EXCERPTED DATA Block Start

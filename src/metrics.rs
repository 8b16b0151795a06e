//! Prometheus metrics for the reconciler
//!
//! Registered in the default registry; scrape them with [`encode_metrics`].

use lazy_static::lazy_static;
use prometheus::{
    register_counter_vec, register_gauge, register_histogram_vec, CounterVec, Encoder, Gauge,
    HistogramVec, TextEncoder,
};

lazy_static! {
    /// Histogram: permission write duration (seconds)
    pub static ref WRITE_DURATION: HistogramVec = register_histogram_vec!(
        "channelwarden_write_duration_seconds",
        "Duration of permission override writes",
        &["status"],
        vec![0.05, 0.1, 0.25, 0.5, 1.0, 2.5, 5.0, 10.0]
    )
    .expect("Failed to create write_duration metric");

    /// Counter: reconciliation runs by trigger and aggregate status
    pub static ref RUNS: CounterVec = register_counter_vec!(
        "channelwarden_runs_total",
        "Reconciliation runs by trigger and status",
        &["trigger", "status"]
    )
    .expect("Failed to create runs metric");

    /// Counter: per-channel outcomes by action
    pub static ref CHANNEL_OUTCOMES: CounterVec = register_counter_vec!(
        "channelwarden_channel_outcomes_total",
        "Per-channel reconciliation outcomes by action",
        &["action"]
    )
    .expect("Failed to create channel_outcomes metric");

    /// Gauge: dispatches currently running
    pub static ref INFLIGHT_DISPATCHES: Gauge = register_gauge!(
        "channelwarden_inflight_dispatches",
        "Number of trigger dispatches currently running"
    )
    .expect("Failed to create inflight_dispatches metric");

    /// Gauge: daemon health status (1 = healthy, 0 = unhealthy)
    pub static ref HEALTH_STATUS: Gauge = register_gauge!(
        "channelwarden_health_status",
        "Daemon health status (1 = healthy, 0 = unhealthy)"
    )
    .expect("Failed to create health_status metric");
}

/// Record one permission write
pub fn record_write(status: &str, duration_secs: f64) {
    WRITE_DURATION
        .with_label_values(&[status])
        .observe(duration_secs);
}

/// Record a completed run
pub fn record_run(trigger: &str, status: &str) {
    RUNS.with_label_values(&[trigger, status]).inc();
}

/// Record one channel outcome
pub fn record_outcome(action: &str) {
    CHANNEL_OUTCOMES.with_label_values(&[action]).inc();
}

/// Set the number of in-flight dispatches
pub fn set_inflight_dispatches(count: usize) {
    INFLIGHT_DISPATCHES.set(count as f64);
}

/// Set health status
pub fn set_health_status(healthy: bool) {
    HEALTH_STATUS.set(if healthy { 1.0 } else { 0.0 });
}

/// Encode all metrics as Prometheus text format
pub fn encode_metrics() -> String {
    let encoder = TextEncoder::new();
    let metric_families = prometheus::gather();
    let mut buffer = Vec::new();
    if let Err(e) = encoder.encode(&metric_families, &mut buffer) {
        tracing::warn!(error = %e, "Failed to encode metrics");
    }
    String::from_utf8_lossy(&buffer).into_owned()
}

#[cfg(test)]
mod tests {
    use super::*;

    #[test]
    fn test_metrics_creation() {
        record_write("ok", 0.2);
        record_run("startup", "success");
        record_outcome("applied");
        set_inflight_dispatches(2);
        set_health_status(true);

        let output = encode_metrics();
        assert!(output.contains("channelwarden_write_duration_seconds"));
        assert!(output.contains("channelwarden_runs_total"));
        assert!(output.contains("channelwarden_channel_outcomes_total"));
    }
}
//! Desired-state reconciliation
//!
//! - [`ReconciliationEngine`]: apply/repair passes over one or many channels
//! - [`ReconciliationResult`] / [`ReconciliationRun`]: structured outcomes
//! - [`ChannelLocks`]: single writer per channel across overlapping triggers

pub mod engine;
pub mod locks;
pub mod result;

pub use engine::{ReconciliationEngine, DEFAULT_MAX_CONCURRENT_WRITES};
pub use locks::{ChannelLease, ChannelLocks};
pub use result::{Action, ReconciliationResult, ReconciliationRun, RunBuilder};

EXCERPTED DATA Block End

== TASK REQUIREMENTS ==
Return all the lines shown above, word for word.

== SOLUTION FOR THIS PROBLEM ==
filename src/metrics.rs
repository 8b16b0151795a06e
//! Prometheus metrics for the reconciler
//!
//! Registered in the default registry; scrape them with [`encode_metrics`].

use lazy_static::lazy_static;
use prometheus::{
    register_counter_vec, register_gauge, register_histogram_vec, CounterVec, Encoder, Gauge,
    HistogramVec, TextEncoder,
};

lazy_static! {
    /// Histogram: permission write duration (seconds)
    pub static ref WRITE_DURATION: HistogramVec = register_histogram_vec!(
        "channelwarden_write_duration_seconds",
        "Duration of permission override writes",
        &["status"],
        vec![0.05, 0.1, 0.25, 0.5, 1.0, 2.5, 5.0, 10.0]
    )
    .expect("Failed to create write_duration metric");

    /// Counter: reconciliation runs by trigger and aggregate status
    pub static ref RUNS: CounterVec = register_counter_vec!(
        "channelwarden_runs_total",
        "Reconciliation runs by trigger and status",
        &["trigger", "status"]
    )
    .expect("Failed to create runs metric");

    /// Counter: per-channel outcomes by action
    pub static ref CHANNEL_OUTCOMES: CounterVec = register_counter_vec!(
        "channelwarden_channel_outcomes_total",
        "Per-channel reconciliation outcomes by action",
        &["action"]
    )
    .expect("Failed to create channel_outcomes metric");

    /// Gauge: dispatches currently running
    pub static ref INFLIGHT_DISPATCHES: Gauge = register_gauge!(
        "channelwarden_inflight_dispatches",
        "Number of trigger dispatches currently running"
    )
    .expect("Failed to create inflight_dispatches metric");

    /// Gauge: daemon health status (1 = healthy, 0 = unhealthy)
    pub static ref HEALTH_STATUS: Gauge = register_gauge!(
        "channelwarden_health_status",
        "Daemon health status (1 = healthy, 0 = unhealthy)"
    )
    .expect("Failed to create health_status metric");
}

/// Record one permission write
pub fn record_write(status: &str, duration_secs: f64) {
    WRITE_DURATION
        .with_label_values(&[status])
        .observe(duration_secs);
}

/// Record a completed run
pub fn record_run(trigger: &str, status: &str) {
    RUNS.with_label_values(&[trigger, status]).inc();
}

/// Record one channel outcome
pub fn record_outcome(action: &str) {
    CHANNEL_OUTCOMES.with_label_values(&[action]).inc();
}

/// Set the number of in-flight dispatches
pub fn set_inflight_dispatches(count: usize) {
    INFLIGHT_DISPATCHES.set(count as f64);
}

/// Set health status
pub fn set_health_status(healthy: bool) {
    HEALTH_STATUS.set(if healthy { 1.0 } else { 0.0 });
}

/// Encode all metrics as Prometheus text format
pub fn encode_metrics() -> String {
    let encoder = TextEncoder::new();
    let metric_families = prometheus::gather();
    let mut buffer = Vec::new();
    if let Err(e) = encoder.encode(&metric_families, &mut buffer) {
        tracing::warn!(error = %e, "Failed to encode metrics");
    }
    String::from_utf8_lossy(&buffer).into_owned()
}

#[cfg(test)]
mod tests {
    use super::*;

    #[test]
    fn test_metrics_creation() {
        record_write("ok", 0.2);
        record_run("startup", "success");
        record_outcome("applied");
        set_inflight_dispatches(2);
        set_health_status(true);

        let output = encode_metrics();
        assert!(output.contains("channelwarden_write_duration_seconds"));
        assert!(output.contains("channelwarden_runs_total"));
        assert!(output.contains("channelwarden_channel_outcomes_total"));
    }
}
//! Desired-state reconciliation
//!
//! - [`ReconciliationEngine`]: apply/repair passes over one or many channels
//! - [`ReconciliationResult`] / [`ReconciliationRun`]: structured outcomes
//! - [`ChannelLocks`]: single writer per channel across overlapping triggers

pub mod engine;
pub mod locks;
pub mod result;

pub use engine::{ReconciliationEngine, DEFAULT_MAX_CONCURRENT_WRITES};
pub use locks::{ChannelLease, ChannelLocks};
pub use result::{Action, ReconciliationResult, ReconciliationRun, RunBuilder};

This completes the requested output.